§ **EXERCISE BRIEF**
Your output should consist of every record, copied exactly.

Saved entries

*-*-*

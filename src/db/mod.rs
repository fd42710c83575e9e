//! Database abstraction layer for sqlquill.
//!
//! Provides a trait-based interface for the handful of operations the
//! pipeline needs from a database (introspection and statement execution),
//! plus the connection-descriptor helpers that pick a backend.

mod mock;
mod postgres;
mod schema;
mod sqlite;
mod types;

pub use mock::MockDatabaseClient;
pub use postgres::PostgresClient;
pub use schema::{Column, ForeignKey, Schema, Table};
pub use sqlite::SqliteClient;
pub use types::{ColumnInfo, QueryResult, Row, StatementResult, Value, MAX_ROWS};

use crate::error::{QuillError, Result};
use async_trait::async_trait;
use regex::Regex;
use std::sync::LazyLock;
use tracing::debug;

/// Label used when a descriptor has no recognizable scheme.
pub const UNKNOWN_DATABASE_TYPE: &str = "Unknown";

static SCHEME_RE: LazyLock<Regex> =
    LazyLock::new(|| Regex::new(r"^(\w+)://").expect("scheme pattern is valid"));

/// Returns the scheme token of a connection descriptor.
///
/// `"postgresql://u:p@h/d"` gives `"postgresql"`; anything that does not start
/// with `<word>://` gives `"Unknown"`.
pub fn detect_database_type(descriptor: &str) -> String {
    SCHEME_RE
        .captures(descriptor)
        .and_then(|caps| caps.get(1))
        .map_or_else(|| UNKNOWN_DATABASE_TYPE.to_string(), |m| m.as_str().to_string())
}

/// Dialects that are recognized but have no driver compiled in.
const KNOWN_WITHOUT_DRIVER: &[&str] = &["mysql", "mariadb", "mssql", "oracle"];

/// Supported database backends.
#[derive(Debug, Clone, Copy, PartialEq, Eq)]
pub enum DatabaseBackend {
    Postgres,
    Sqlite,
}

impl DatabaseBackend {
    /// Returns the backend as a string.
    pub fn as_str(&self) -> &'static str {
        match self {
            Self::Postgres => "postgres",
            Self::Sqlite => "sqlite",
        }
    }

    /// Parses a backend from a scheme token, ignoring any `+driver` suffix.
    pub fn parse(scheme: &str) -> Option<Self> {
        let dialect = scheme.split('+').next().unwrap_or(scheme);
        match dialect.to_lowercase().as_str() {
            "postgres" | "postgresql" => Some(Self::Postgres),
            "sqlite" => Some(Self::Sqlite),
            _ => None,
        }
    }

    /// Resolves the backend for a connection descriptor.
    ///
    /// Recognized dialects without a compiled driver are reported as
    /// [`QuillError::DriverMissing`]; anything else unrecognized is a
    /// connection failure.
    pub fn from_descriptor(descriptor: &str) -> Result<Self> {
        let scheme = descriptor
            .split_once(':')
            .map(|(scheme, _)| scheme)
            .filter(|scheme| !scheme.is_empty())
            .ok_or_else(|| {
                QuillError::connection(format!(
                    "Could not parse a database URL from '{descriptor}'"
                ))
            })?;

        if let Some(backend) = Self::parse(scheme) {
            return Ok(backend);
        }

        let dialect = scheme.split('+').next().unwrap_or(scheme).to_lowercase();
        if KNOWN_WITHOUT_DRIVER.contains(&dialect.as_str()) {
            Err(QuillError::driver_missing(format!(
                "no driver for '{dialect}' is compiled into this build (available: postgres, sqlite)"
            )))
        } else {
            Err(QuillError::connection(format!(
                "unsupported database scheme '{scheme}'"
            )))
        }
    }

    /// Rewrites the descriptor into the form the driver accepts.
    ///
    /// `postgresql+psycopg2://…` becomes `postgres://…`. SQLite URLs follow
    /// SQLAlchemy: `sqlite:///app.db` is relative, `sqlite:////var/app.db` is
    /// absolute and a bare `sqlite://` is an in-memory database.
    pub fn normalize_descriptor(&self, descriptor: &str) -> String {
        let Some((_, rest)) = descriptor.split_once(':') else {
            return descriptor.to_string();
        };

        match self {
            Self::Postgres => format!("postgres:{rest}"),
            Self::Sqlite => match rest.strip_prefix("//") {
                Some("") => "sqlite::memory:".to_string(),
                Some(after) => match after.strip_prefix('/') {
                    Some(path) => format!("sqlite:{path}"),
                    None => format!("sqlite://{after}"),
                },
                None => format!("sqlite:{rest}"),
            },
        }
    }
}

/// Creates a database client for the given connection descriptor.
///
/// This is the central factory function for database connections.
pub async fn connect(descriptor: &str) -> Result<Box<dyn DatabaseClient>> {
    let backend = DatabaseBackend::from_descriptor(descriptor)?;
    let url = backend.normalize_descriptor(descriptor);
    debug!("Connecting with backend {}", backend.as_str());

    match backend {
        DatabaseBackend::Postgres => Ok(Box::new(PostgresClient::connect(&url).await?)),
        DatabaseBackend::Sqlite => Ok(Box::new(SqliteClient::connect(&url).await?)),
    }
}

/// Opens database handles for the orchestrator.
#[async_trait]
pub trait Connector: Send + Sync {
    /// Opens a handle for `descriptor`.
    async fn connect(&self, descriptor: &str) -> Result<Box<dyn DatabaseClient>>;
}

/// Connector backed by the compiled-in sqlx drivers.
#[derive(Debug, Clone, Copy, Default)]
pub struct DriverConnector;

#[async_trait]
impl Connector for DriverConnector {
    async fn connect(&self, descriptor: &str) -> Result<Box<dyn DatabaseClient>> {
        connect(descriptor).await
    }
}

/// Trait defining the interface for database clients.
///
/// All database operations are async and return Results with QuillError.
#[async_trait]
pub trait DatabaseClient: Send + Sync {
    /// Returns the backend this client talks to.
    fn backend(&self) -> DatabaseBackend;

    /// Lists user tables in introspection order.
    async fn list_tables(&self) -> Result<Vec<String>>;

    /// Lists the columns of `table` in declaration order.
    async fn get_columns(&self, table: &str) -> Result<Vec<Column>>;

    /// Lists the primary key columns of `table`.
    async fn get_primary_key(&self, table: &str) -> Result<Vec<String>>;

    /// Lists the foreign keys declared on `table`.
    async fn get_foreign_keys(&self, table: &str) -> Result<Vec<ForeignKey>>;

    /// Executes a single statement.
    async fn execute(&self, statement: &str) -> Result<StatementResult>;

    /// Closes the database connection.
    async fn close(&self) -> Result<()>;

    /// Introspects every table into a [`Schema`], keeping table order.
    async fn introspect_schema(&self) -> Result<Schema> {
        let names = self.list_tables().await?;
        let mut tables = Vec::with_capacity(names.len());

        for name in names {
            let columns = self.get_columns(&name).await?;
            let primary_key = self.get_primary_key(&name).await?;
            let foreign_keys = self.get_foreign_keys(&name).await?;
            tables.push(Table {
                name,
                columns,
                primary_key,
                foreign_keys,
            });
        }

        debug!("Introspected {} tables", tables.len());
        Ok(Schema::with_tables(tables))
    }
}

/// Maps a sqlx error raised while connecting or introspecting.
///
/// Reachability, authentication and URL problems are connection failures;
/// everything else is unexpected.
pub(crate) fn classify_connect_error(error: sqlx::Error) -> QuillError {
    match error {
        sqlx::Error::Configuration(_)
        | sqlx::Error::Database(_)
        | sqlx::Error::Io(_)
        | sqlx::Error::Tls(_)
        | sqlx::Error::Protocol(_)
        | sqlx::Error::PoolTimedOut
        | sqlx::Error::PoolClosed => QuillError::connection(error.to_string()),
        other => QuillError::unexpected(other.to_string()),
    }
}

*-*-*

§ **WRITTEN SOLUTION**
filename src/db/mod.rs
repository fd42710c83575e9e
//! Database abstraction layer for sqlquill.
//!
//! Provides a trait-based interface for the handful of operations the
//! pipeline needs from a database (introspection and statement execution),
//! plus the connection-descriptor helpers that pick a backend.

mod mock;
mod postgres;
mod schema;
mod sqlite;
mod types;

pub use mock::MockDatabaseClient;
pub use postgres::PostgresClient;
pub use schema::{Column, ForeignKey, Schema, Table};
pub use sqlite::SqliteClient;
pub use types::{ColumnInfo, QueryResult, Row, StatementResult, Value, MAX_ROWS};

use crate::error::{QuillError, Result};
use async_trait::async_trait;
use regex::Regex;
use std::sync::LazyLock;
use tracing::debug;

/// Label used when a descriptor has no recognizable scheme.
pub const UNKNOWN_DATABASE_TYPE: &str = "Unknown";

static SCHEME_RE: LazyLock<Regex> =
    LazyLock::new(|| Regex::new(r"^(\w+)://").expect("scheme pattern is valid"));

/// Returns the scheme token of a connection descriptor.
///
/// `"postgresql://u:p@h/d"` gives `"postgresql"`; anything that does not start
/// with `<word>://` gives `"Unknown"`.
pub fn detect_database_type(descriptor: &str) -> String {
    SCHEME_RE
        .captures(descriptor)
        .and_then(|caps| caps.get(1))
        .map_or_else(|| UNKNOWN_DATABASE_TYPE.to_string(), |m| m.as_str().to_string())
}

/// Dialects that are recognized but have no driver compiled in.
const KNOWN_WITHOUT_DRIVER: &[&str] = &["mysql", "mariadb", "mssql", "oracle"];

/// Supported database backends.
#[derive(Debug, Clone, Copy, PartialEq, Eq)]
pub enum DatabaseBackend {
    Postgres,
    Sqlite,
}

impl DatabaseBackend {
    /// Returns the backend as a string.
    pub fn as_str(&self) -> &'static str {
        match self {
            Self::Postgres => "postgres",
            Self::Sqlite => "sqlite",
        }
    }

    /// Parses a backend from a scheme token, ignoring any `+driver` suffix.
    pub fn parse(scheme: &str) -> Option<Self> {
        let dialect = scheme.split('+').next().unwrap_or(scheme);
        match dialect.to_lowercase().as_str() {
            "postgres" | "postgresql" => Some(Self::Postgres),
            "sqlite" => Some(Self::Sqlite),
            _ => None,
        }
    }

    /// Resolves the backend for a connection descriptor.
    ///
    /// Recognized dialects without a compiled driver are reported as
    /// [`QuillError::DriverMissing`]; anything else unrecognized is a
    /// connection failure.
    pub fn from_descriptor(descriptor: &str) -> Result<Self> {
        let scheme = descriptor
            .split_once(':')
            .map(|(scheme, _)| scheme)
            .filter(|scheme| !scheme.is_empty())
            .ok_or_else(|| {
                QuillError::connection(format!(
                    "Could not parse a database URL from '{descriptor}'"
                ))
            })?;

        if let Some(backend) = Self::parse(scheme) {
            return Ok(backend);
        }

        let dialect = scheme.split('+').next().unwrap_or(scheme).to_lowercase();
        if KNOWN_WITHOUT_DRIVER.contains(&dialect.as_str()) {
            Err(QuillError::driver_missing(format!(
                "no driver for '{dialect}' is compiled into this build (available: postgres, sqlite)"
            )))
        } else {
            Err(QuillError::connection(format!(
                "unsupported database scheme '{scheme}'"
            )))
        }
    }

    /// Rewrites the descriptor into the form the driver accepts.
    ///
    /// `postgresql+psycopg2://…` becomes `postgres://…`. SQLite URLs follow
    /// SQLAlchemy: `sqlite:///app.db` is relative, `sqlite:////var/app.db` is
    /// absolute and a bare `sqlite://` is an in-memory database.
    pub fn normalize_descriptor(&self, descriptor: &str) -> String {
        let Some((_, rest)) = descriptor.split_once(':') else {
            return descriptor.to_string();
        };

        match self {
            Self::Postgres => format!("postgres:{rest}"),
            Self::Sqlite => match rest.strip_prefix("//") {
                Some("") => "sqlite::memory:".to_string(),
                Some(after) => match after.strip_prefix('/') {
                    Some(path) => format!("sqlite:{path}"),
                    None => format!("sqlite://{after}"),
                },
                None => format!("sqlite:{rest}"),
            },
        }
    }
}

/// Creates a database client for the given connection descriptor.
///
/// This is the central factory function for database connections.
pub async fn connect(descriptor: &str) -> Result<Box<dyn DatabaseClient>> {
    let backend = DatabaseBackend::from_descriptor(descriptor)?;
    let url = backend.normalize_descriptor(descriptor);
    debug!("Connecting with backend {}", backend.as_str());

    match backend {
        DatabaseBackend::Postgres => Ok(Box::new(PostgresClient::connect(&url).await?)),
        DatabaseBackend::Sqlite => Ok(Box::new(SqliteClient::connect(&url).await?)),
    }
}

/// Opens database handles for the orchestrator.
#[async_trait]
pub trait Connector: Send + Sync {
    /// Opens a handle for `descriptor`.
    async fn connect(&self, descriptor: &str) -> Result<Box<dyn DatabaseClient>>;
}

/// Connector backed by the compiled-in sqlx drivers.
#[derive(Debug, Clone, Copy, Default)]
pub struct DriverConnector;

#[async_trait]
impl Connector for DriverConnector {
    async fn connect(&self, descriptor: &str) -> Result<Box<dyn DatabaseClient>> {
        connect(descriptor).await
    }
}

/// Trait defining the interface for database clients.
///
/// All database operations are async and return Results with QuillError.
#[async_trait]
pub trait DatabaseClient: Send + Sync {
    /// Returns the backend this client talks to.
    fn backend(&self) -> DatabaseBackend;

    /// Lists user tables in introspection order.
    async fn list_tables(&self) -> Result<Vec<String>>;

    /// Lists the columns of `table` in declaration order.
    async fn get_columns(&self, table: &str) -> Result<Vec<Column>>;

    /// Lists the primary key columns of `table`.
    async fn get_primary_key(&self, table: &str) -> Result<Vec<String>>;

    /// Lists the foreign keys declared on `table`.
    async fn get_foreign_keys(&self, table: &str) -> Result<Vec<ForeignKey>>;

    /// Executes a single statement.
    async fn execute(&self, statement: &str) -> Result<StatementResult>;

    /// Closes the database connection.
    async fn close(&self) -> Result<()>;

    /// Introspects every table into a [`Schema`], keeping table order.
    async fn introspect_schema(&self) -> Result<Schema> {
        let names = self.list_tables().await?;
        let mut tables = Vec::with_capacity(names.len());

        for name in names {
            let columns = self.get_columns(&name).await?;
            let primary_key = self.get_primary_key(&name).await?;
            let foreign_keys = self.get_foreign_keys(&name).await?;
            tables.push(Table {
                name,
                columns,
                primary_key,
                foreign_keys,
            });
        }

        debug!("Introspected {} tables", tables.len());
        Ok(Schema::with_tables(tables))
    }
}

/// Maps a sqlx error raised while connecting or introspecting.
///
/// Reachability, authentication and URL problems are connection failures;
/// everything else is unexpected.
pub(crate) fn classify_connect_error(error: sqlx::Error) -> QuillError {
    match error {
        sqlx::Error::Configuration(_)
        | sqlx::Error::Database(_)
        | sqlx::Error::Io(_)
        | sqlx::Error::Tls(_)
        | sqlx::Error::Protocol(_)
        | sqlx::Error::PoolTimedOut
        | sqlx::Error::PoolClosed => QuillError::connection(error.to_string()),
        other => QuillError::unexpected(other.to_string()),
    }
}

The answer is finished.